Dr. Adam Lipson was on call. He spoke to the couple, inquiring about symptoms, “Has Barry’s personality or behavior changed?” he asked. It turns out Lipson’s instincts about Cupoli’s symptoms, which Carleen confirmed, were the beginning of a diagnosis: stage 4 glioblastoma. Cancer is divided into stages, and stage 4 is the quickest-growing and most aggressive type.
“This is going to be the hardest conversation you will ever have,” Dr. Lipson admitted to the couple while in the hospital. “We were suddenly thrown into this situation,” explains Cupoli. “I’m not going to say it wasn’t hard, but the night we were in the ER, Dr. Lipson calmed us down. He was so kind. He explained what was happening in a way we understood. He was excellent and very direct.”
Dr. Lipson was up front. “You don’t know me,” he told them, “but I’m good at what I do.” Cupoli adds that by this point, “We felt very comfortable and very relaxed that he was our neurosurgeon. We were confident he is very capable, and that this is his specialty.”
Following surgery with Dr. Lipson, he told Barry Cupoli’s large assembled family that the operation was successful, and that he was able to remove all of the lesion. Still somewhat in shock, with a diagnosis difficult to comprehend, Barry’s brother asked why, if the tumor was 100 percent removed, how it could come back. Dr. Lipson put it bluntly. “This is the type of brain tumor that if it has one million cells, and I got 999,999, it could still recur.”

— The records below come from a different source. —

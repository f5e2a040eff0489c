//! Command trait and context for dispatching commands

use std::path::{Path, PathBuf};
use std::time::Instant;

use crate::cli::Cli;
use somnio_core::error::Result;
use somnio_core::store::Store;
use somnio_core::sync::RelationshipSynchronizer;

/// Resolve `--store` against the root, or `None` when discovery should be used
pub fn explicit_store_path(cli: &Cli, root: &Path) -> Option<PathBuf> {
    cli.store.as_ref().map(|path| {
        if path.is_absolute() {
            path.clone()
        } else {
            root.join(path)
        }
    })
}

/// Discover or open a store based on CLI configuration
pub fn discover_or_open_store(cli: &Cli, root: &Path) -> Result<Store> {
    match explicit_store_path(cli, root) {
        Some(path) => Store::open(&path),
        None => Store::discover(root),
    }
}

/// Synchronizer over the store's database using its configured thresholds
pub fn synchronizer(store: &Store) -> RelationshipSynchronizer {
    RelationshipSynchronizer::new(store.collaborator())
        .with_config(store.config().similarity.clone())
}

/// Shared context for command execution
pub struct CommandContext<'a> {
    pub cli: &'a Cli,
    pub root: &'a PathBuf,
    pub start: Instant,
}

impl<'a> CommandContext<'a> {
    pub fn new(cli: &'a Cli, root: &'a PathBuf, start: Instant) -> Self {
        Self { cli, root, start }
    }

    pub fn discover_or_open_store(&self) -> Result<Store> {
        let store = discover_or_open_store(self.cli, self.root)?;
        super::trace_command!(self.cli, self.start, "discover_store");
        Ok(store)
    }
}

/// Trait for commands that can be executed
pub trait Command {
    fn execute(&self, ctx: &CommandContext) -> Result<()>;
}

/// No-op command (when no subcommand is provided)
pub struct NoCommand;

impl Command for NoCommand {
    fn execute(&self, _ctx: &CommandContext) -> Result<()> {
        println!("somnio {}", env!("CARGO_PKG_VERSION"));
        println!();
        println!("A dream journal that links similar dreams.");
        println!();
        println!("Run `somnio --help` for usage information.");
        Ok(())
    }
}
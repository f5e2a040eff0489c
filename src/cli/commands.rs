//! Main CLI commands enum

use clap::Subcommand;

use crate::cli::args::{
    AddArgs, LinkArgs, ListArgs, NetworkArgs, SimilarArgs, ThresholdArgs, UpdateArgs,
};

#[derive(Subcommand, Debug)]
pub enum Commands {
    /// Initialize a new somnio store
    Init,

    /// Record a new dream and link it to similar public dreams
    Add(AddArgs),

    /// Update fields of a dream and refresh its links
    Update(UpdateArgs),

    /// Delete a dream and its links
    Delete {
        /// Dream ID
        id: String,
    },

    /// List dreams
    List(ListArgs),

    /// Show a dream
    Show {
        /// Dream ID
        id: String,
    },

    /// Show stored links of a dream, strongest first
    Similar(SimilarArgs),

    /// Explain the similarity score between two dreams
    Explain {
        /// First dream ID
        a: String,

        /// Second dream ID
        b: String,
    },

    /// Link two dreams by hand
    Link(LinkArgs),

    /// Recompute every link from scratch (default threshold 0.3)
    Recalculate(ThresholdArgs),

    /// Show public dreams with their strong connections
    Network(NetworkArgs),
}
//! Persistence operations the similarity engine depends on

use chrono::{DateTime, Utc};
use serde::{Deserialize, Serialize};

use crate::dream::Dream;
use crate::error::Result;
use crate::similarity::SimilarityResult;

/// A SIMILAR_TO relationship between two dreams
///
/// The pair is unordered for identity purposes; `dream1_id` is the dream whose
/// computation produced the edge and the one `shared_themes` is ordered by.
#[derive(Debug, Clone, PartialEq, Serialize, Deserialize)]
#[serde(rename_all = "camelCase")]
pub struct SimilarityEdge {
    pub dream1_id: String,
    pub dream2_id: String,
    pub similarity: f64,
    pub shared_themes: Vec<String>,
    pub calculated_at: DateTime<Utc>,
}

impl SimilarityEdge {
    /// Edge from `source_id` to the dream named in `result`
    pub fn from_result(source_id: &str, result: SimilarityResult, now: DateTime<Utc>) -> Self {
        SimilarityEdge {
            dream1_id: source_id.to_string(),
            dream2_id: result.dream_id,
            similarity: result.similarity,
            shared_themes: result.shared_themes,
            calculated_at: now,
        }
    }

    /// The pair in canonical (sorted) order, used as the natural key
    pub fn pair_key(&self) -> (&str, &str) {
        if self.dream1_id <= self.dream2_id {
            (&self.dream1_id, &self.dream2_id)
        } else {
            (&self.dream2_id, &self.dream1_id)
        }
    }

    /// Whether this edge touches `dream_id`
    pub fn touches(&self, dream_id: &str) -> bool {
        self.dream1_id == dream_id || self.dream2_id == dream_id
    }
}

/// A related dream read back from stored edges
#[derive(Debug, Clone, PartialEq, Serialize, Deserialize)]
pub struct SimilarDream {
    pub dream: Dream,
    pub similarity: f64,
}

/// One outgoing connection in the network view
#[derive(Debug, Clone, PartialEq, Serialize, Deserialize)]
#[serde(rename_all = "camelCase")]
pub struct NetworkConnection {
    pub target_id: String,
    pub similarity: f64,
}

/// A public dream with its strong connections
#[derive(Debug, Clone, PartialEq, Serialize, Deserialize)]
pub struct NetworkNode {
    pub dream: Dream,
    pub connections: Vec<NetworkConnection>,
}

/// One stored relationship between two public dreams
///
/// `source` is the dream whose computation produced the edge.
#[derive(Debug, Clone, PartialEq, Serialize, Deserialize)]
#[serde(rename_all = "camelCase")]
pub struct NetworkLink {
    pub source: String,
    pub target: String,
    pub similarity: f64,
    pub shared_themes: Vec<String>,
}

/// Graph of public dreams that have at least one relationship
#[derive(Debug, Clone, Default, PartialEq, Serialize, Deserialize)]
pub struct PublicNetwork {
    pub nodes: Vec<Dream>,
    pub links: Vec<NetworkLink>,
}

/// Storage collaborator for dreams and their similarity edges
///
/// Implementations must treat the unordered dream pair as the natural key of
/// an edge so that writing the same pair twice leaves a single edge.
pub trait SimilarityStore: Send + Sync {
    /// All public dreams, in a stable order
    fn fetch_public_dreams(&self) -> Result<Vec<Dream>>;

    fn fetch_dream_by_id(&self, id: &str) -> Result<Option<Dream>>;

    /// Insert or refresh edges in one call
    fn upsert_similarity_edges(&self, edges: &[SimilarityEdge]) -> Result<()>;

    /// Remove every edge touching `dream_id`, in either direction
    fn delete_similarity_edges(&self, dream_id: &str) -> Result<()>;

    fn delete_all_similarity_edges(&self) -> Result<()>;

    /// Public dreams linked to `dream_id` with similarity at or above `min_similarity`,
    /// strongest first
    fn fetch_similar_dreams(&self, dream_id: &str, min_similarity: f64)
        -> Result<Vec<SimilarDream>>;

    /// Every public dream with its connections at or above `min_similarity`
    fn fetch_network(&self, min_similarity: f64) -> Result<Vec<NetworkNode>>;

    /// Every edge whose ends are both public, with the dreams it connects
    fn fetch_public_network(&self) -> Result<PublicNetwork>;
}
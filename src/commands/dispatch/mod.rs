//! Command dispatch logic for somnio

use std::time::Instant;

use crate::cli::paths::resolve_root_path;
use crate::cli::Cli;
use somnio_core::error::Result;
use tracing::debug;

mod command;
mod commands;
mod macros;

pub(crate) use command::synchronizer;
pub(crate) use macros::trace_command;

use command::{Command, CommandContext, NoCommand};

pub fn run(cli: &Cli, start: Instant) -> Result<()> {
    let root = resolve_root_path(cli.root.clone());

    debug!(elapsed = ?start.elapsed(), "resolve_root");

    let ctx = CommandContext::new(cli, &root, start);

    match &cli.command {
        None => NoCommand.execute(&ctx),
        Some(cmd) => cmd.execute(&ctx),
    }
}
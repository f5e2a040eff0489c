use clap::ValueEnum;

/// Output format for somnio commands
#[derive(Debug, Clone, Copy, PartialEq, Eq, Default, ValueEnum)]
pub enum OutputFormat {
    /// Human-readable output (default)
    #[default]
    Human,
    /// JSON output for machine consumption
    Json,
}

Barry Cupoli was released from the hospital 72 hours following surgery and subsequently went through the standard protocol of chemotherapy and radiation. “Dr. Lipson was wonderful throughout the whole process; overall, it was fabulous,” says Carleen.
The median survival rate with this lethal cancer is 14.6 months, with two-year survival odds of 30 percent.
Barry Cupoli has defied the odds. He recently celebrated his two-year anniversary, and he is cancer-free. “Whoopeee,” shouts Cupoli, a man with an evident love of life.
But along the way, Dr. Lipson had also discovered something else: Cupoli also had a benign tumor. Lipson performed transsphenoidal surgery on November 2, 2016 to remove Cupoli’s pituitary tumor for acromegaly with a chemical cure.
Today, Cupoli reports, “I feel very good. A little tired,” he adds with a laugh, since who wouldn’t be tired? But not too tired! “I was able to swim and do a little water skiing and fishing this past summer.”
Every three months, Cupoli gets an MRI and sees Dr. Lipson. Carleen reports that on his last visit when Dr. Lipson reported the good news that her husband is cancer-free after two years, “We could tell the joy in Dr. Lipson’s face when he was with us. He is so happy when patients like Barry are well. It was a pleasure to share that moment with him. We are very grateful and blessed to have been in the hands of Dr. Lipson.”
Adds Barry about his last visit, “I got to shake the hand of the man who saved my life.”